DATA EXTRACT:

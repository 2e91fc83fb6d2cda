//! Configuration loading and typed config structures.
//!
//! The configuration lives in `tornkeep.yaml` at the working directory (or
//! wherever `TORNKEEP_CONFIG` points). Every section and field has a
//! default, so an empty or missing file is valid. `DATABASE_PATH` and
//! `WEB_PORT` override the file.

use std::path::{Path, PathBuf};
use std::time::Duration;

use serde::Deserialize;
use tornkeep_api::ServerConfig;
use tornkeep_db::{QueryConfig, StoreConfig};

/// Environment variable naming the config file.
pub const CONFIG_PATH_ENV: &str = "TORNKEEP_CONFIG";

/// Config file used when `TORNKEEP_CONFIG` is unset.
pub const DEFAULT_CONFIG_PATH: &str = "tornkeep.yaml";

/// Errors that can occur when loading configuration.
#[derive(Debug, thiserror::Error)]
pub enum ConfigError {
    /// Failed to read the configuration file from disk.
    #[error("failed to read config file: {source}")]
    Io {
        /// The underlying I/O error.
        #[from]
        source: std::io::Error,
    },

    /// Failed to parse YAML content.
    #[error("failed to parse config YAML: {source}")]
    Yaml {
        /// The underlying YAML parse error.
        source: serde_yml::Error,
    },

    /// An environment override could not be parsed.
    #[error("invalid value for {name}: {value}")]
    Env {
        /// Variable name.
        name: &'static str,
        /// Rejected value.
        value: String,
    },
}

impl From<serde_yml::Error> for ConfigError {
    fn from(source: serde_yml::Error) -> Self {
        Self::Yaml { source }
    }
}

/// Top-level configuration. Mirrors the structure of `tornkeep.yaml`.
#[derive(Debug, Clone, Default, PartialEq, Eq, Deserialize)]
pub struct TornkeepConfig {
    /// Database file and pool settings.
    #[serde(default)]
    pub database: DatabaseConfig,

    /// History retention.
    #[serde(default)]
    pub retention: RetentionConfig,

    /// Query Gateway limits.
    #[serde(default)]
    pub query: QuerySection,

    /// Backup destination.
    #[serde(default)]
    pub backup: BackupConfig,

    /// HTTP listener.
    #[serde(default)]
    pub server: ServerSection,

    /// Log level and format.
    #[serde(default)]
    pub logging: LoggingConfig,
}

impl TornkeepConfig {
    /// Load from `TORNKEEP_CONFIG` or `tornkeep.yaml`, falling back to
    /// defaults when the file does not exist. Environment overrides are
    /// applied either way.
    ///
    /// # Errors
    ///
    /// Returns [`ConfigError`] if the file exists but cannot be read or
    /// parsed, or an override is malformed.
    pub fn load() -> Result<Self, ConfigError> {
        let path = std::env::var(CONFIG_PATH_ENV)
            .map_or_else(|_| PathBuf::from(DEFAULT_CONFIG_PATH), PathBuf::from);
        if path.exists() {
            Self::from_file(&path)
        } else {
            let mut config = Self::default();
            config.apply_env_overrides()?;
            Ok(config)
        }
    }

    /// Load configuration from a YAML file.
    ///
    /// # Errors
    ///
    /// Returns [`ConfigError::Io`] if the file cannot be read, or
    /// [`ConfigError::Yaml`] if the content is not valid YAML.
    pub fn from_file(path: &Path) -> Result<Self, ConfigError> {
        let contents = std::fs::read_to_string(path)?;
        Self::parse(&contents)
    }

    /// Parse configuration from a YAML string.
    ///
    /// # Errors
    ///
    /// Returns [`ConfigError::Yaml`] if the string is not valid YAML.
    pub fn parse(yaml: &str) -> Result<Self, ConfigError> {
        let mut config: Self = if yaml.trim().is_empty() {
            Self::default()
        } else {
            serde_yml::from_str(yaml)?
        };
        config.apply_env_overrides()?;
        Ok(config)
    }

    /// Override infrastructure values with environment variables when set.
    ///
    /// # Errors
    ///
    /// Returns [`ConfigError::Env`] if `WEB_PORT` is not a port number.
    pub fn apply_env_overrides(&mut self) -> Result<(), ConfigError> {
        if let Ok(val) = std::env::var("DATABASE_PATH") {
            self.database.path = PathBuf::from(val);
        }
        if let Ok(val) = std::env::var("WEB_PORT") {
            self.server.port = val.parse().map_err(|e| ConfigError::Env {
                name: "WEB_PORT",
                value: format!("{val} ({e})"),
            })?;
        }
        Ok(())
    }
}

/// Database file and pool settings.
#[derive(Debug, Clone, PartialEq, Eq, Deserialize)]
pub struct DatabaseConfig {
    /// Path of the `SQLite` file.
    #[serde(default = "default_database_path")]
    pub path: PathBuf,

    /// Maximum read-only connections.
    #[serde(default = "default_max_readers")]
    pub max_readers: u32,

    /// How long a statement waits on a lock, in milliseconds.
    #[serde(default = "default_timeout_ms")]
    pub busy_timeout_ms: u64,

    /// How long a caller waits for a pooled connection, in milliseconds.
    #[serde(default = "default_timeout_ms")]
    pub acquire_timeout_ms: u64,
}

impl DatabaseConfig {
    /// Store settings for [`tornkeep_db::Store::open`].
    pub fn store_config(&self) -> StoreConfig {
        StoreConfig::new(&self.path)
            .with_max_readers(self.max_readers)
            .with_busy_timeout(Duration::from_millis(self.busy_timeout_ms))
            .with_acquire_timeout(Duration::from_millis(self.acquire_timeout_ms))
    }
}

impl Default for DatabaseConfig {
    fn default() -> Self {
        Self {
            path: default_database_path(),
            max_readers: default_max_readers(),
            busy_timeout_ms: default_timeout_ms(),
            acquire_timeout_ms: default_timeout_ms(),
        }
    }
}

/// History retention.
#[derive(Debug, Clone, Copy, PartialEq, Eq, Deserialize)]
pub struct RetentionConfig {
    /// Observations older than this many days are pruned once summarized.
    #[serde(default = "default_horizon_days")]
    pub horizon_days: i64,
}

impl Default for RetentionConfig {
    fn default() -> Self {
        Self {
            horizon_days: default_horizon_days(),
        }
    }
}

/// Query Gateway limits.
#[derive(Debug, Clone, Copy, PartialEq, Eq, Deserialize)]
pub struct QuerySection {
    /// Rows per page when the request names none.
    #[serde(default = "default_page_size")]
    pub default_page_size: u32,

    /// Upper bound on rows per page.
    #[serde(default = "default_max_page_size")]
    pub max_page_size: u32,

    /// Text cells are cut to this many characters.
    #[serde(default = "default_max_text_len")]
    pub max_text_len: usize,

    /// Deadline for one query, in milliseconds.
    #[serde(default = "default_timeout_ms")]
    pub timeout_ms: u64,
}

impl QuerySection {
    /// Gateway settings for [`tornkeep_db::QueryGateway`].
    pub const fn query_config(&self) -> QueryConfig {
        QueryConfig {
            default_page_size: self.default_page_size,
            max_page_size: self.max_page_size,
            max_text_len: self.max_text_len,
            timeout: Duration::from_millis(self.timeout_ms),
        }
    }
}

impl Default for QuerySection {
    fn default() -> Self {
        Self {
            default_page_size: default_page_size(),
            max_page_size: default_max_page_size(),
            max_text_len: default_max_text_len(),
            timeout_ms: default_timeout_ms(),
        }
    }
}

/// Backup destination.
#[derive(Debug, Clone, PartialEq, Eq, Deserialize)]
pub struct BackupConfig {
    /// Directory backups are written into.
    #[serde(default = "default_backup_dir")]
    pub dir: PathBuf,
}

impl Default for BackupConfig {
    fn default() -> Self {
        Self {
            dir: default_backup_dir(),
        }
    }
}

/// HTTP listener.
#[derive(Debug, Clone, PartialEq, Eq, Deserialize)]
pub struct ServerSection {
    /// Bind address.
    #[serde(default = "default_host")]
    pub host: String,

    /// Bind port.
    #[serde(default = "default_port")]
    pub port: u16,
}

impl ServerSection {
    /// Listener settings for [`tornkeep_api::start_server`].
    pub fn server_config(&self) -> ServerConfig {
        ServerConfig {
            host: self.host.clone(),
            port: self.port,
        }
    }
}

impl Default for ServerSection {
    fn default() -> Self {
        Self {
            host: default_host(),
            port: default_port(),
        }
    }
}

/// Log output format.
#[derive(Debug, Clone, Copy, Default, PartialEq, Eq, Deserialize)]
#[serde(rename_all = "lowercase")]
pub enum LogFormat {
    /// Human-readable lines.
    #[default]
    Text,
    /// One JSON object per line.
    Json,
}

/// Logging configuration.
#[derive(Debug, Clone, PartialEq, Eq, Deserialize)]
pub struct LoggingConfig {
    /// Default filter when `RUST_LOG` is unset (trace, debug, info, warn, error).
    #[serde(default = "default_log_level")]
    pub level: String,

    /// Output format.
    #[serde(default)]
    pub format: LogFormat,
}

impl Default for LoggingConfig {
    fn default() -> Self {
        Self {
            level: default_log_level(),
            format: LogFormat::default(),
        }
    }
}

fn default_database_path() -> PathBuf {
    PathBuf::from("data/torn_data.db")
}

const fn default_max_readers() -> u32 {
    8
}

const fn default_timeout_ms() -> u64 {
    5_000
}

const fn default_horizon_days() -> i64 {
    tornkeep_db::DEFAULT_HORIZON_DAYS
}

const fn default_page_size() -> u32 {
    tornkeep_db::query::DEFAULT_PAGE_SIZE
}

const fn default_max_page_size() -> u32 {
    tornkeep_db::query::DEFAULT_MAX_PAGE_SIZE
}

const fn default_max_text_len() -> usize {
    tornkeep_db::query::DEFAULT_MAX_TEXT_LEN
}

fn default_backup_dir() -> PathBuf {
    PathBuf::from("data/backups")
}

fn default_host() -> String {
    String::from("0.0.0.0")
}

const fn default_port() -> u16 {
    5000
}

fn default_log_level() -> String {
    String::from("info")
}

#[cfg(test)]
mod tests {
    use super::*;

    fn parse_without_env(yaml: &str) -> TornkeepConfig {
        let config: TornkeepConfig = serde_yml::from_str(yaml).ok().unwrap_or_default();
        config
    }

    #[test]
    fn defaults_match_documented_values() {
        let config = TornkeepConfig::default();
        assert_eq!(config.database.path, PathBuf::from("data/torn_data.db"));
        assert_eq!(config.retention.horizon_days, 60);
        assert_eq!(config.query.default_page_size, 50);
        assert_eq!(config.query.max_page_size, 200);
        assert_eq!(config.query.max_text_len, 50);
        assert_eq!(config.server.port, 5000);
        assert_eq!(config.logging.format, LogFormat::Text);
    }

    #[test]
    fn parse_partial_yaml() {
        let config = parse_without_env(
            "retention:\n  horizon_days: 90\nlogging:\n  format: json\nquery:\n  max_page_size: 25\n",
        );
        assert_eq!(config.retention.horizon_days, 90);
        assert_eq!(config.logging.format, LogFormat::Json);
        assert_eq!(config.query.max_page_size, 25);
        // Everything else uses defaults
        assert_eq!(config.query.default_page_size, 50);
        assert_eq!(config.backup.dir, PathBuf::from("data/backups"));
    }

    #[test]
    fn parse_empty_yaml() {
        assert!(TornkeepConfig::parse("").is_ok());
    }

    #[test]
    fn invalid_yaml_is_rejected() {
        assert!(TornkeepConfig::parse("retention: [not, a, map]").is_err());
    }

    #[test]
    fn query_section_converts_to_gateway_limits() {
        let limits = QuerySection::default().query_config();
        assert_eq!(limits, QueryConfig::default());
    }

    #[test]
    fn load_project_config_file() {
        let path = Path::new(env!("CARGO_MANIFEST_DIR"))
            .join("..")
            .join("..")
            .join(DEFAULT_CONFIG_PATH);
        if path.exists() {
            let config = TornkeepConfig::from_file(&path);
            assert!(config.is_ok(), "Failed to load project config: {config:?}");
        }
    }
}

WORK TO COMPLETE:
Please copy out each line of the listing above that contains the string "LogFormat".

FINAL ANSWER:
pub enum LogFormat {
    pub format: LogFormat,
            format: LogFormat::default(),
        assert_eq!(config.logging.format, LogFormat::Text);
        assert_eq!(config.logging.format, LogFormat::Json);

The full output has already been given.